Iron delivery to mammalian cells is traditionally ascribed to diferric transferrin (Tf). We recently reported that human erythroid precursor cells possess specific membrane receptors that bind and internalize acid isoferritin. Here we show that ferritin uptake by these cells is highly regulated and that the internalized ferritin-iron is used for heme synthesis and thus, this process could constitute a physiological pathway for iron assimilation. Ferritin was internalized by a specific, saturable process, distinct from the uptake of iron associated with albumin.

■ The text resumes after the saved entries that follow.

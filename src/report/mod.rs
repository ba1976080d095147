pub mod html;
pub mod json;
pub mod junit;
pub mod types;

use anyhow::{Context, Result};
use colored::Colorize;
use std::path::Path;

pub use types::ChecklistResults;

/// Report formats accepted by `generate_report`
pub const FORMATS: &[&str] = &["json", "html", "junit"];

/// Generate report from saved checklist results
pub async fn generate_report(
    results_path: &Path,
    format: &str,
    output: Option<&Path>,
) -> Result<()> {
    let results = json::read_results(results_path)?;

    match format {
        "json" => json::generate(&results, output).await,
        "html" => html::generate(&results, output).await,
        "junit" | "xml" => junit::generate(&results, output).await,
        _ => anyhow::bail!("Unknown format: {} (expected one of {})", format, FORMATS.join(", ")),
    }
}

/// Save results plus the HTML and JUnit renderings into `output_dir`
pub fn write_reports(results: &ChecklistResults, output_dir: &Path, render: bool) -> Result<()> {
    std::fs::create_dir_all(output_dir)
        .with_context(|| format!("Failed to create {}", output_dir.display()))?;

    let saved = json::write_results(results, output_dir)?;
    println!("    {} {}", "Results saved to:".dimmed(), saved.display());

    if render {
        let html = html::write_report(results, output_dir)?;
        println!("    {} {}", "HTML report:".dimmed(), html.display());
        let xml = junit::write_report(results, output_dir)?;
        println!("    {} {}", "JUnit report:".dimmed(), xml.display());
    }
    Ok(())
}

/// Print every run summary; true when all runs fully passed.
/// The process exits non-zero on false.
pub fn print_summaries(results: &[ChecklistResults]) -> bool {
    let mut all_passed = true;
    for r in results {
        println!("\n{} {}", "■".white().bold(), r.checklist.white().bold());
        println!("{}", r.report.summarize());
        all_passed &= r.report.all_passed();
    }

    if results.is_empty() {
        return true;
    }
    if all_passed {
        println!("\n{} All checklists passed", "✅".green());
    } else {
        println!("\n{} Some checks did not pass", "❌".red());
    }
    all_passed
}
use super::types::ChecklistResults;
use anyhow::{Context, Result};
use std::path::Path;

/// Generate JSON report
pub async fn generate(results: &ChecklistResults, output: Option<&Path>) -> Result<()> {
    let json = serde_json::to_string_pretty(results)?;

    if let Some(path) = output {
        std::fs::write(path, json)
            .with_context(|| format!("Failed to write {}", path.display()))?;
        println!("JSON report saved to: {}", path.display());
    } else {
        println!("{}", json);
    }

    Ok(())
}

/// Save the results file that `report` re-renders later
pub fn write_results(results: &ChecklistResults, output_dir: &Path) -> Result<std::path::PathBuf> {
    let path = output_dir.join("checklist-results.json");
    let json = serde_json::to_string_pretty(results)?;
    std::fs::write(&path, json).with_context(|| format!("Failed to write {}", path.display()))?;
    Ok(path)
}

/// Load a saved results file
pub fn read_results(path: &Path) -> Result<ChecklistResults> {
    let content = std::fs::read_to_string(path)
        .with_context(|| format!("Failed to read results: {}", path.display()))?;
    serde_json::from_str(&content)
        .with_context(|| format!("Invalid results file: {}", path.display()))
}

Ferritin uptake downregulated transferrin-receptor expression, indicating that internalized ferritin-iron was recognized as an integral part of the cellular iron content. Ferritin receptor expression was coordinated to cell development and was tightly regulated by cellular iron status. Receptor abundance was increased by iron-depletion and decreased by iron-loading, while the affinity of the ferritin receptor for acid isoferritin remained nearly constant (k(d) = 4.1 ± 0.5 x 10^-8 mol/L). Under all experimental conditions, ferritin- and transferrin-receptor expression was closely coordinated, suggesting that these pathways possess a common regulatory element. It is concluded that ferritin uptake by erythroid cells constitutes an iron uptake pathway in addition to the classical transferrin uptake pathway.